La Chana, Lucija Stojevic's biography of the Catalan flamenco legend, relies almost exclusively on interviews with the woman herself, alongside fabulous archival footage of the dancer setting the stage on fire in the 1960s and '70s. Her initial success was explosive, but she explains that her husband and manager was so emotionally abusive, he forbade her from accepting an offer from Hollywood in 1967 and then forced her from the stage altogether in the 1970s.
How much was lost? It's hard to say, since this film has little to tell us about her return to the stage in the 1980s after her husband abandoned her and their daughter in penury. What's more inspiring is her decision to make a comeback today: disabled by diabetes and a bum knee, she performs seated in a chair, but the presence of a being who lives only to dance is unmistakeable.
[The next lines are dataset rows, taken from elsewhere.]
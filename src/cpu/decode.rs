/*!
decode.rs - Opcode decoder: maps each documented opcode byte to its
mnemonic, addressing mode, nominal cycle count, and the dynamic-timing
flags (`page_cross_penalty`, `rmw`, `branch`) `cpu::dispatch::step` needs.

Overview
========
A single 256-entry static table (`OPCODES`) is the sole source of decode
information. Entries for the 151 documented opcodes are populated; the
remaining 105 slots are `Mnemonic::Illegal`, so `decode` can report
"opcode not documented" without a second, parallel match statement.

This keeps the opcode set as a data table (a 256-entry Cartesian product of
~56 mnemonics x ~13 modes) rather than 151 duplicated `match` arms, per the
re-architecture the design notes call for.
*/

use crate::cpu::addressing::AddrMode;

/// One of the 56 documented 6502 mnemonics, plus `Illegal` for the 105
/// undocumented opcode bytes.
#[derive(Copy, Clone, PartialEq, Eq, Debug)]
pub enum Mnemonic {
    Lda,
    Ldx,
    Ldy,
    Sta,
    Stx,
    Sty,
    Tax,
    Tay,
    Txa,
    Tya,
    Tsx,
    Txs,
    Pha,
    Php,
    Pla,
    Plp,
    Adc,
    Sbc,
    And,
    Ora,
    Eor,
    Asl,
    Lsr,
    Rol,
    Ror,
    Inc,
    Dec,
    Inx,
    Dex,
    Iny,
    Dey,
    Cmp,
    Cpx,
    Cpy,
    Bcc,
    Bcs,
    Beq,
    Bne,
    Bmi,
    Bpl,
    Bvc,
    Bvs,
    Jmp,
    Jsr,
    Rts,
    Rti,
    Clc,
    Sec,
    Cli,
    Sei,
    Cld,
    Sed,
    Clv,
    Brk,
    Bit,
    Nop,
    Illegal,
}

/// Decode metadata for a single opcode byte.
#[derive(Copy, Clone, Debug)]
pub struct OpInfo {
    pub mnemonic: Mnemonic,
    pub mode: AddrMode,
    /// Nominal cycle count, excluding dynamic penalties.
    pub base_cycles: u32,
    /// +1 cycle if the effective-address computation crosses a page
    /// boundary (indexed read modes and `(zp),Y`).
    pub page_cross_penalty: bool,
    /// True for the twelve read-modify-write memory opcodes
    /// (ASL/LSR/ROL/ROR/INC/DEC, non-accumulator forms).
    pub rmw: bool,
    /// True for the eight conditional relative branches.
    pub branch: bool,
}

impl OpInfo {
    const fn new(
        mnemonic: Mnemonic,
        mode: AddrMode,
        base_cycles: u32,
        page_cross_penalty: bool,
        rmw: bool,
        branch: bool,
    ) -> Self {
        Self {
            mnemonic,
            mode,
            base_cycles,
            page_cross_penalty,
            rmw,
            branch,
        }
    }

    const fn illegal() -> Self {
        Self::new(Mnemonic::Illegal, AddrMode::Implied, 0, false, false, false)
    }
}

/// Look up the decode metadata for a fetched opcode byte.
#[inline]
pub(crate) fn decode(opcode: u8) -> &'static OpInfo {
    &OPCODES[opcode as usize]
}

static OPCODES: [OpInfo; 256] = {
    use AddrMode::*;
    use Mnemonic::*;
    let mut t = [OpInfo::illegal(); 256];

    // --- Loads ---
    t[0xA9] = OpInfo::new(Lda, Immediate, 2, false, false, false);
    t[0xA5] = OpInfo::new(Lda, ZeroPage, 3, false, false, false);
    t[0xB5] = OpInfo::new(Lda, ZeroPageX, 4, false, false, false);
    t[0xAD] = OpInfo::new(Lda, Absolute, 4, false, false, false);
    t[0xBD] = OpInfo::new(Lda, AbsoluteX, 4, true, false, false);
    t[0xB9] = OpInfo::new(Lda, AbsoluteY, 4, true, false, false);
    t[0xA1] = OpInfo::new(Lda, IndexedIndirect, 6, false, false, false);
    t[0xB1] = OpInfo::new(Lda, IndirectIndexed, 5, true, false, false);

    t[0xA2] = OpInfo::new(Ldx, Immediate, 2, false, false, false);
    t[0xA6] = OpInfo::new(Ldx, ZeroPage, 3, false, false, false);
    t[0xB6] = OpInfo::new(Ldx, ZeroPageY, 4, false, false, false);
    t[0xAE] = OpInfo::new(Ldx, Absolute, 4, false, false, false);
    t[0xBE] = OpInfo::new(Ldx, AbsoluteY, 4, true, false, false);

    t[0xA0] = OpInfo::new(Ldy, Immediate, 2, false, false, false);
    t[0xA4] = OpInfo::new(Ldy, ZeroPage, 3, false, false, false);
    t[0xB4] = OpInfo::new(Ldy, ZeroPageX, 4, false, false, false);
    t[0xAC] = OpInfo::new(Ldy, Absolute, 4, false, false, false);
    t[0xBC] = OpInfo::new(Ldy, AbsoluteX, 4, true, false, false);

    // --- Stores ---
    t[0x85] = OpInfo::new(Sta, ZeroPage, 3, false, false, false);
    t[0x95] = OpInfo::new(Sta, ZeroPageX, 4, false, false, false);
    t[0x8D] = OpInfo::new(Sta, Absolute, 4, false, false, false);
    t[0x9D] = OpInfo::new(Sta, AbsoluteX, 5, false, false, false);
    t[0x99] = OpInfo::new(Sta, AbsoluteY, 5, false, false, false);
    t[0x81] = OpInfo::new(Sta, IndexedIndirect, 6, false, false, false);
    t[0x91] = OpInfo::new(Sta, IndirectIndexed, 6, false, false, false);

    t[0x86] = OpInfo::new(Stx, ZeroPage, 3, false, false, false);
    t[0x96] = OpInfo::new(Stx, ZeroPageY, 4, false, false, false);
    t[0x8E] = OpInfo::new(Stx, Absolute, 4, false, false, false);

    t[0x84] = OpInfo::new(Sty, ZeroPage, 3, false, false, false);
    t[0x94] = OpInfo::new(Sty, ZeroPageX, 4, false, false, false);
    t[0x8C] = OpInfo::new(Sty, Absolute, 4, false, false, false);

    // --- Transfers ---
    t[0xAA] = OpInfo::new(Tax, Implied, 2, false, false, false);
    t[0xA8] = OpInfo::new(Tay, Implied, 2, false, false, false);
    t[0x8A] = OpInfo::new(Txa, Implied, 2, false, false, false);
    t[0x98] = OpInfo::new(Tya, Implied, 2, false, false, false);
    t[0xBA] = OpInfo::new(Tsx, Implied, 2, false, false, false);
    t[0x9A] = OpInfo::new(Txs, Implied, 2, false, false, false);

    // --- Stack ---
    t[0x48] = OpInfo::new(Pha, Implied, 3, false, false, false);
    t[0x08] = OpInfo::new(Php, Implied, 3, false, false, false);
    t[0x68] = OpInfo::new(Pla, Implied, 4, false, false, false);
    t[0x28] = OpInfo::new(Plp, Implied, 4, false, false, false);

    // --- ADC / SBC ---
    t[0x69] = OpInfo::new(Adc, Immediate, 2, false, false, false);
    t[0x65] = OpInfo::new(Adc, ZeroPage, 3, false, false, false);
    t[0x75] = OpInfo::new(Adc, ZeroPageX, 4, false, false, false);
    t[0x6D] = OpInfo::new(Adc, Absolute, 4, false, false, false);
    t[0x7D] = OpInfo::new(Adc, AbsoluteX, 4, true, false, false);
    t[0x79] = OpInfo::new(Adc, AbsoluteY, 4, true, false, false);
    t[0x61] = OpInfo::new(Adc, IndexedIndirect, 6, false, false, false);
    t[0x71] = OpInfo::new(Adc, IndirectIndexed, 5, true, false, false);

    t[0xE9] = OpInfo::new(Sbc, Immediate, 2, false, false, false);
    t[0xE5] = OpInfo::new(Sbc, ZeroPage, 3, false, false, false);
    t[0xF5] = OpInfo::new(Sbc, ZeroPageX, 4, false, false, false);
    t[0xED] = OpInfo::new(Sbc, Absolute, 4, false, false, false);
    t[0xFD] = OpInfo::new(Sbc, AbsoluteX, 4, true, false, false);
    t[0xF9] = OpInfo::new(Sbc, AbsoluteY, 4, true, false, false);
    t[0xE1] = OpInfo::new(Sbc, IndexedIndirect, 6, false, false, false);
    t[0xF1] = OpInfo::new(Sbc, IndirectIndexed, 5, true, false, false);

    // --- Logical ---
    t[0x29] = OpInfo::new(And, Immediate, 2, false, false, false);
    t[0x25] = OpInfo::new(And, ZeroPage, 3, false, false, false);
    t[0x35] = OpInfo::new(And, ZeroPageX, 4, false, false, false);
    t[0x2D] = OpInfo::new(And, Absolute, 4, false, false, false);
    t[0x3D] = OpInfo::new(And, AbsoluteX, 4, true, false, false);
    t[0x39] = OpInfo::new(And, AbsoluteY, 4, true, false, false);
    t[0x21] = OpInfo::new(And, IndexedIndirect, 6, false, false, false);
    t[0x31] = OpInfo::new(And, IndirectIndexed, 5, true, false, false);

    t[0x09] = OpInfo::new(Ora, Immediate, 2, false, false, false);
    t[0x05] = OpInfo::new(Ora, ZeroPage, 3, false, false, false);
    t[0x15] = OpInfo::new(Ora, ZeroPageX, 4, false, false, false);
    t[0x0D] = OpInfo::new(Ora, Absolute, 4, false, false, false);
    t[0x1D] = OpInfo::new(Ora, AbsoluteX, 4, true, false, false);
    t[0x19] = OpInfo::new(Ora, AbsoluteY, 4, true, false, false);
    t[0x01] = OpInfo::new(Ora, IndexedIndirect, 6, false, false, false);
    t[0x11] = OpInfo::new(Ora, IndirectIndexed, 5, true, false, false);

    t[0x49] = OpInfo::new(Eor, Immediate, 2, false, false, false);
    t[0x45] = OpInfo::new(Eor, ZeroPage, 3, false, false, false);
    t[0x55] = OpInfo::new(Eor, ZeroPageX, 4, false, false, false);
    t[0x4D] = OpInfo::new(Eor, Absolute, 4, false, false, false);
    t[0x5D] = OpInfo::new(Eor, AbsoluteX, 4, true, false, false);
    t[0x59] = OpInfo::new(Eor, AbsoluteY, 4, true, false, false);
    t[0x41] = OpInfo::new(Eor, IndexedIndirect, 6, false, false, false);
    t[0x51] = OpInfo::new(Eor, IndirectIndexed, 5, true, false, false);

    // --- BIT ---
    t[0x24] = OpInfo::new(Bit, ZeroPage, 3, false, false, false);
    t[0x2C] = OpInfo::new(Bit, Absolute, 4, false, false, false);

    // --- Shifts / rotates ---
    t[0x0A] = OpInfo::new(Asl, Accumulator, 2, false, false, false);
    t[0x06] = OpInfo::new(Asl, ZeroPage, 5, false, true, false);
    t[0x16] = OpInfo::new(Asl, ZeroPageX, 6, false, true, false);
    t[0x0E] = OpInfo::new(Asl, Absolute, 6, false, true, false);
    t[0x1E] = OpInfo::new(Asl, AbsoluteX, 7, false, true, false);

    t[0x4A] = OpInfo::new(Lsr, Accumulator, 2, false, false, false);
    t[0x46] = OpInfo::new(Lsr, ZeroPage, 5, false, true, false);
    t[0x56] = OpInfo::new(Lsr, ZeroPageX, 6, false, true, false);
    t[0x4E] = OpInfo::new(Lsr, Absolute, 6, false, true, false);
    t[0x5E] = OpInfo::new(Lsr, AbsoluteX, 7, false, true, false);

    t[0x2A] = OpInfo::new(Rol, Accumulator, 2, false, false, false);
    t[0x26] = OpInfo::new(Rol, ZeroPage, 5, false, true, false);
    t[0x36] = OpInfo::new(Rol, ZeroPageX, 6, false, true, false);
    t[0x2E] = OpInfo::new(Rol, Absolute, 6, false, true, false);
    t[0x3E] = OpInfo::new(Rol, AbsoluteX, 7, false, true, false);

    t[0x6A] = OpInfo::new(Ror, Accumulator, 2, false, false, false);
    t[0x66] = OpInfo::new(Ror, ZeroPage, 5, false, true, false);
    t[0x76] = OpInfo::new(Ror, ZeroPageX, 6, false, true, false);
    t[0x6E] = OpInfo::new(Ror, Absolute, 6, false, true, false);
    t[0x7E] = OpInfo::new(Ror, AbsoluteX, 7, false, true, false);

    // --- Increments / decrements (memory) ---
    t[0xE6] = OpInfo::new(Inc, ZeroPage, 5, false, true, false);
    t[0xF6] = OpInfo::new(Inc, ZeroPageX, 6, false, true, false);
    t[0xEE] = OpInfo::new(Inc, Absolute, 6, false, true, false);
    t[0xFE] = OpInfo::new(Inc, AbsoluteX, 7, false, true, false);

    t[0xC6] = OpInfo::new(Dec, ZeroPage, 5, false, true, false);
    t[0xD6] = OpInfo::new(Dec, ZeroPageX, 6, false, true, false);
    t[0xCE] = OpInfo::new(Dec, Absolute, 6, false, true, false);
    t[0xDE] = OpInfo::new(Dec, AbsoluteX, 7, false, true, false);

    // --- Increments / decrements (register) ---
    t[0xE8] = OpInfo::new(Inx, Implied, 2, false, false, false);
    t[0xCA] = OpInfo::new(Dex, Implied, 2, false, false, false);
    t[0xC8] = OpInfo::new(Iny, Implied, 2, false, false, false);
    t[0x88] = OpInfo::new(Dey, Implied, 2, false, false, false);

    // --- Compare ---
    t[0xC9] = OpInfo::new(Cmp, Immediate, 2, false, false, false);
    t[0xC5] = OpInfo::new(Cmp, ZeroPage, 3, false, false, false);
    t[0xD5] = OpInfo::new(Cmp, ZeroPageX, 4, false, false, false);
    t[0xCD] = OpInfo::new(Cmp, Absolute, 4, false, false, false);
    t[0xDD] = OpInfo::new(Cmp, AbsoluteX, 4, true, false, false);
    t[0xD9] = OpInfo::new(Cmp, AbsoluteY, 4, true, false, false);
    t[0xC1] = OpInfo::new(Cmp, IndexedIndirect, 6, false, false, false);
    t[0xD1] = OpInfo::new(Cmp, IndirectIndexed, 5, true, false, false);

    t[0xE0] = OpInfo::new(Cpx, Immediate, 2, false, false, false);
    t[0xE4] = OpInfo::new(Cpx, ZeroPage, 3, false, false, false);
    t[0xEC] = OpInfo::new(Cpx, Absolute, 4, false, false, false);

    t[0xC0] = OpInfo::new(Cpy, Immediate, 2, false, false, false);
    t[0xC4] = OpInfo::new(Cpy, ZeroPage, 3, false, false, false);
    t[0xCC] = OpInfo::new(Cpy, Absolute, 4, false, false, false);

    // --- Branches ---
    t[0x10] = OpInfo::new(Bpl, Relative, 2, false, false, true);
    t[0x30] = OpInfo::new(Bmi, Relative, 2, false, false, true);
    t[0x50] = OpInfo::new(Bvc, Relative, 2, false, false, true);
    t[0x70] = OpInfo::new(Bvs, Relative, 2, false, false, true);
    t[0x90] = OpInfo::new(Bcc, Relative, 2, false, false, true);
    t[0xB0] = OpInfo::new(Bcs, Relative, 2, false, false, true);
    t[0xD0] = OpInfo::new(Bne, Relative, 2, false, false, true);
    t[0xF0] = OpInfo::new(Beq, Relative, 2, false, false, true);

    // --- Jumps / subroutines ---
    t[0x4C] = OpInfo::new(Jmp, Absolute, 3, false, false, false);
    t[0x6C] = OpInfo::new(Jmp, Indirect, 5, false, false, false);
    t[0x20] = OpInfo::new(Jsr, Absolute, 6, false, false, false);
    t[0x60] = OpInfo::new(Rts, Implied, 6, false, false, false);
    t[0x40] = OpInfo::new(Rti, Implied, 6, false, false, false);

    // --- Flags ---
    t[0x18] = OpInfo::new(Clc, Implied, 2, false, false, false);
    t[0x38] = OpInfo::new(Sec, Implied, 2, false, false, false);
    t[0x58] = OpInfo::new(Cli, Implied, 2, false, false, false);
    t[0x78] = OpInfo::new(Sei, Implied, 2, false, false, false);
    t[0xD8] = OpInfo::new(Cld, Implied, 2, false, false, false);
    t[0xF8] = OpInfo::new(Sed, Implied, 2, false, false, false);
    t[0xB8] = OpInfo::new(Clv, Implied, 2, false, false, false);

    // --- BRK / NOP ---
    t[0x00] = OpInfo::new(Brk, Implied, 7, false, false, false);
    t[0xEA] = OpInfo::new(Nop, Implied, 2, false, false, false);

    t
};

#[cfg(test)]
mod tests {
    use super::*;

    #[test]
    fn documented_opcode_count_is_151() {
        let documented = OPCODES.iter().filter(|o| o.mnemonic != Mnemonic::Illegal).count();
        assert_eq!(documented, 151);
    }

    #[test]
    fn lda_immediate_decodes_correctly() {
        let info = decode(0xA9);
        assert_eq!(info.mnemonic, Mnemonic::Lda);
        assert_eq!(info.mode, AddrMode::Immediate);
        assert_eq!(info.base_cycles, 2);
    }

    #[test]
    fn undocumented_opcode_decodes_illegal() {
        let info = decode(0x02);
        assert_eq!(info.mnemonic, Mnemonic::Illegal);
    }

    #[test]
    fn jmp_indirect_is_not_rmw_or_branch() {
        let info = decode(0x6C);
        assert_eq!(info.mode, AddrMode::Indirect);
        assert!(!info.rmw);
        assert!(!info.branch);
    }

    #[test]
    fn rmw_opcodes_flagged() {
        for op in [0x06u8, 0x16, 0x0E, 0x1E, 0xE6, 0xDE] {
            assert!(decode(op).rmw, "{:#04X} should be rmw", op);
        }
        assert!(!decode(0x0A).rmw); // ASL A is not memory RMW
    }

    #[test]
    fn branch_opcodes_flagged() {
        for op in [0x10u8, 0x30, 0x50, 0x70, 0x90, 0xB0, 0xD0, 0xF0] {
            assert!(decode(op).branch);
            assert_eq!(decode(op).mode, AddrMode::Relative);
        }
    }
}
Where did that leave her daughter? She is shown here as a middle-aged woman perfectly at ease with her old mom, but she too remarks on the absence of her celebrated mother during her childhood. It's a recurring motif in these films.
Our sympathy for the subject of The Mystery of Mazo de la Roche must surely be diminished by the neglected Canadian novelist's odd attempts at playing mother. She and her dear companion Caroline Clement – the two women enjoyed a Boston marriage that one relative, protesting against the evidence, insists wasn't lesbian – adopted two young children, almost as accessories, it seems. De la Roche apparently took little interest in the boy and girl as they grew older and refused to explain their parentage to them. The daughter is shown in this 2011 doc (included as part of a retrospective of work by Canadian filmmaker Maya Gallus) frankly stating that "Mazo" never functioned as her mother.
It is with a certain relief, then, that a viewer can turn to Thérèse Clerc, French feminist and crusader for sexual and reproductive rights. In a documentary made, at her own insistence, at the very end of her life, she appears at peace both with herself and with the four children who witnessed first-hand her transformation from bourgeois housewife and stay-at-home mother to a militant lesbian feminist with a taste for communal living. In The Lives of Thérèse, her decision to have Sebastien Lifshitz's camera film her decline speaks of an honesty about life's compromises and a generosity of spirit that soothes the pain of those left behind, whether during her busy life or after her approach to death.
Clerc, who died last year, belonged to the feminist generation who argued vociferously that the personal is political. On the road to achievement, men also make lots of large sacrifices and bitter compromises in their private and public lives, but unless women have equal social, domestic and emotional support, female biography will inevitably prove more torturous.
Dolores, Winnie, La Chana, and The Mystery of Mazo de la Roche play Hot Docs this week.